À peine les âges légaux de la retraite revus à la hausse, la question est posée : pourquoi ne pas faire de même pour la durée hebdomadaire légale du travail ? 35 ou 39 heures, 60 ou 62 ans, l'alternative ainsi posée relève d'un même archaïsme.

La fixation par la loi d'âges légaux pour la retraite et pour la durée hebdomadaire du travail constitue une atteinte à l'article 4 de la Déclaration des droits de l'homme et du citoyen, qui dispose : La liberté consiste à pouvoir faire tout ce qui ne nuit pas à autrui : ainsi, l'exercice des droits naturels de chaque homme n'a de bornes que celles qui assurent aux autres membres de la société la jouissance de ces mêmes droits.
Ces normes contredisent également l'article 5 de la même Déclaration aux termes duquel la loi n'a le droit de défendre que les actions nuisibles à la société .
En effet, la durée de travail à la carte, tout comme la retraite à la carte, dès lors qu'elles sont convenablement organisées, permettent à chacun d'agir librement sans pour autant nuire en quoi que ce soit ni à la société en général, ni à personne en particulier.

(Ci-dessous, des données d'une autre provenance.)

#[derive(Deserialize)]
#[serde(tag = "type", rename_all = "snake_case", deny_unknown_fields)]
enum RawOperation {
    GlobalPulse {
        channel: String,
        start_time: f64,
        omega: Waveform,
        #[serde(default)]
        detuning: Option<Waveform>,
        phase: f64,
    },
    LocalDetuning {
        channel: String,
        start_time: f64,
        target_atoms: Vec<u32>,
        detuning: Waveform,
        #[serde(default)]
        weights: Option<Vec<f64>>,
    },
    ShuttleMove {
        atom_ids: Vec<u32>,
        start_time: f64,
        duration: f64,
        target_positions: Vec<(f64, f64)>,
        trajectory: Trajectory,
    },
    RydbergGate {
        control_atom: u32,
        target_atom: u32,
        start_time: f64,
        gate_type: GateType,
        #[serde(default)]
        phase: Option<f64>,
        #[serde(default)]
        pulse: Option<Waveform>,
    },
    Measurement {
        atom_ids: Vec<u32>,
        start_time: f64,
        basis: MeasurementBasis,
    },
    ShieldingEvent {
        start_time: f64,
        #[serde(default)]
        zone_ids: Option<Vec<String>>,
        #[serde(default)]
        atom_ids: Option<Vec<u32>>,
        mode: ShieldingMode,
        duration: f64,
    },
    ReloadOperation {
        start_time: f64,
        target_slots: Vec<u32>,
        source_zone: String,
        loading_duration_ns: f64,
        post_cooling: bool,
    },
}

impl TryFrom<RawOperation> for Operation {
    type Error = SchemaError;

    fn try_from(r: RawOperation) -> Result<Self, SchemaError> {
        match r {
            RawOperation::GlobalPulse {
                channel,
                start_time,
                omega,
                detuning,
                phase,
            } => Operation::global_pulse(channel, start_time, omega, detuning, phase),
            RawOperation::LocalDetuning {
                channel,
                start_time,
                target_atoms,
                detuning,
                weights,
            } => Operation::local_detuning(channel, start_time, target_atoms, detuning, weights),
            RawOperation::ShuttleMove {
                atom_ids,
                start_time,
                duration,
                target_positions,
                trajectory,
            } => Operation::shuttle_move(atom_ids, start_time, duration, target_positions, trajectory),
            RawOperation::RydbergGate {
                control_atom,
                target_atom,
                start_time,
                gate_type,
                phase,
                pulse,
            } => Operation::rydberg_gate(control_atom, target_atom, start_time, gate_type, phase, pulse),
            RawOperation::Measurement {
                atom_ids,
                start_time,
                basis,
            } => Ok(Operation::measurement(atom_ids, start_time, basis)),
            RawOperation::ShieldingEvent {
                start_time,
                zone_ids,
                atom_ids,
                mode,
                duration,
            } => Operation::shielding_event(start_time, zone_ids, atom_ids, mode, duration),
            RawOperation::ReloadOperation {
                start_time,
                target_slots,
                source_zone,
                loading_duration_ns,
                post_cooling,
            } => Operation::reload_operation(start_time, target_slots, source_zone, loading_duration_ns, post_cooling),
        }
    }
}

impl Operation {
    /// Construct a [`Operation::GlobalPulse`], validating phase range.
    pub fn global_pulse(
        channel: impl Into<String>,
        start_time: f64,
        omega: Waveform,
        detuning: Option<Waveform>,
        phase: f64,
    ) -> Result<Self, SchemaError> {
        Self::check_phase(phase)?;
        Ok(Self::GlobalPulse {
            channel: channel.into(),
            start_time,
            omega,
            detuning,
            phase,
        })
    }

    /// Construct a [`Operation::LocalDetuning`], validating `weights.len()`.
    pub fn local_detuning(
        channel: impl Into<String>,
        start_time: f64,
        target_atoms: Vec<u32>,
        detuning: Waveform,
        weights: Option<Vec<f64>>,
    ) -> Result<Self, SchemaError> {
        if let Some(w) = &weights {
            if w.len() != target_atoms.len() {
                return Err(SchemaError::WeightsCountMismatch {
                    count: target_atoms.len(),
                    weights: w.len(),
                });
            }
        }
        Ok(Self::LocalDetuning {
            channel: channel.into(),
            start_time,
            target_atoms,
            detuning,
            weights,
        })
    }

    /// Construct a [`Operation::ShuttleMove`], validating
    /// `target_positions.len() == atom_ids.len()` and `duration > 0`.
    pub fn shuttle_move(
        atom_ids: Vec<u32>,
        start_time: f64,
        duration: f64,
        target_positions: Vec<(f64, f64)>,
        trajectory: Trajectory,
    ) -> Result<Self, SchemaError> {
        if !(duration > 0.0) {
            return Err(SchemaError::NonPositiveDuration(duration));
        }
        if target_positions.len() != atom_ids.len() {
            return Err(SchemaError::PositionCountMismatch {
                count: atom_ids.len(),
                positions: target_positions.len(),
            });
        }
        Ok(Self::ShuttleMove {
            atom_ids,
            start_time,
            duration,
            target_positions,
            trajectory,
        })
    }

    /// Construct a [`Operation::RydbergGate`].
    pub fn rydberg_gate(
        control_atom: u32,
        target_atom: u32,
        start_time: f64,
        gate_type: GateType,
        phase: Option<f64>,
        pulse: Option<Waveform>,
    ) -> Result<Self, SchemaError> {
        if let Some(p) = phase {
            Self::check_phase(p)?;
        }
        Ok(Self::RydbergGate {
            control_atom,
            target_atom,
            start_time,
            gate_type,
            phase,
            pulse,
        })
    }

    /// Construct a [`Operation::Measurement`].
    pub fn measurement(atom_ids: Vec<u32>, start_time: f64, basis: MeasurementBasis) -> Self {
        Self::Measurement {
            atom_ids,
            start_time,
            basis,
        }
    }

    /// Construct a [`Operation::ShieldingEvent`].
    pub fn shielding_event(
        start_time: f64,
        zone_ids: Option<Vec<String>>,
        atom_ids: Option<Vec<u32>>,
        mode: ShieldingMode,
        duration: f64,
    ) -> Result<Self, SchemaError> {
        if !(duration > 0.0) {
            return Err(SchemaError::NonPositiveDuration(duration));
        }
        Ok(Self::ShieldingEvent {
            start_time,
            zone_ids,
            atom_ids,
            mode,
            duration,
        })
    }

    /// Construct a [`Operation::ReloadOperation`].
    pub fn reload_operation(
        start_time: f64,
        target_slots: Vec<u32>,
        source_zone: impl Into<String>,
        loading_duration_ns: f64,
        post_cooling: bool,
    ) -> Result<Self, SchemaError> {
        if !(loading_duration_ns > 0.0) {
            return Err(SchemaError::NonPositiveDuration(loading_duration_ns));
        }
        Ok(Self::ReloadOperation {
            start_time,
            target_slots,
            source_zone: source_zone.into(),
            loading_duration_ns,
            post_cooling,
        })
    }

    fn check_phase(phase: f64) -> Result<(), SchemaError> {
        if !(0.0..std::f64::consts::TAU).contains(&phase) {
            return Err(SchemaError::InvalidPhase(phase));
        }
        Ok(())
    }

    /// This operation's `start_time`, ns.
    #[must_use]
    pub fn start_time(&self) -> f64 {
        match self {
            Operation::GlobalPulse { start_time, .. }
            | Operation::LocalDetuning { start_time, .. }
            | Operation::ShuttleMove { start_time, .. }
            | Operation::RydbergGate { start_time, .. }
            | Operation::Measurement { start_time, .. }
            | Operation::ShieldingEvent { start_time, .. }
            | Operation::ReloadOperation { start_time, .. } => *start_time,
        }
    }

    /// This operation's implied duration, ns, per the table in §3 of the spec.
    #[must_use]
    pub fn duration(&self) -> f64 {
        match self {
            Operation::GlobalPulse { omega, .. } => omega.duration(),
            Operation::LocalDetuning { detuning, .. } => detuning.duration(),
            Operation::ShuttleMove { duration, .. } => *duration,
            Operation::RydbergGate { pulse, .. } => pulse.as_ref().map_or(200.0, Waveform::duration),
            Operation::Measurement { .. } => 0.0,
            Operation::ShieldingEvent { duration, .. } => *duration,
            Operation::ReloadOperation {
                loading_duration_ns, ..
            } => *loading_duration_ns,
        }
    }

    /// Every atom id this operation references, for the job-level
    /// "references a known atom" invariant.
    #[must_use]
    pub fn referenced_atoms(&self) -> Vec<u32> {
        match self {
            Operation::GlobalPulse { .. } => Vec::new(),
            Operation::LocalDetuning { target_atoms, .. } => target_atoms.clone(),
            Operation::ShuttleMove { atom_ids, .. } => atom_ids.clone(),
            Operation::RydbergGate {
                control_atom,
                target_atom,
                ..
            } => vec![*control_atom, *target_atom],
            Operation::Measurement { atom_ids, .. } => atom_ids.clone(),
            Operation::ShieldingEvent { atom_ids, .. } => atom_ids.clone().unwrap_or_default(),
            Operation::ReloadOperation { .. } => Vec::new(),
        }
    }
}

/// Backend/device selection for a job.
#[derive(Debug, Clone, PartialEq, Serialize, Deserialize)]
#[serde(deny_unknown_fields)]
pub struct DeviceConfig {
    /// Identifier of the backend this job targets (`"simulator"`, a vendor id, ...).
    pub backend_id: String,
    /// Optional override caps, e.g. a vendor-specific maximum shot count.
    #[serde(default)]
    pub max_shots_override: Option<u32>,
}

La formule qui évite au libre choix de l'âge de liquidation de la pension de provoquer des dommages collatéraux est bien connue : c'est la neutralité actuarielle. Le législateur est vraiment coupable de poser des bornes aux décisions des assurés adhérents aux régimes de retraite par répartition : il lui suffirait de faire de la neutralité actuarielle une norme pour que les dits régimes soient à l'abri de toute conséquence négative que pourrait avoir pour eux (et par ricochet pour leurs adhérents) des choix de retraite précoce.
Garde-fous
Existe-t-il une formule analogue pour la durée hebdomadaire du travail ?  Pas aussi simple, parce que la négociation entre l'employeur et le salarié est singulière. Les garde-fous nécessaires pour protéger les intérêts légitimes à la fois de l'un et de l'autre relèvent pour une part de la loi, et pour une autre de la convention collective. Un bon nombre de ces garde-fous existent déjà, notamment parmi les mesures prises en vue d'assouplir les 35 heures. Les adapter à la suppression de la notion même de durée légale du travail requerrait un exercice cérébral conséquent, mais fort stimulant.
Espérerons que la paresse intellectuelle ayant abouti au remplacement de 60 par 62 ne triomphera pas à nouveau avec celui de 35 par 39.
La France est engagée dans une rude compétition internationale. Or quand on est amené à participer à un 100 mètres ou à un marathon, s'équiper pour gagner ne signifie pas changer ses mocassins de ville pour d'autres identiques à la taille près, mais choisir des chaussures de sport réellement adaptées à la course.
*Jacques Bichot est vice-président des économistes catholiques, professeur émérite à l'université Lyon III.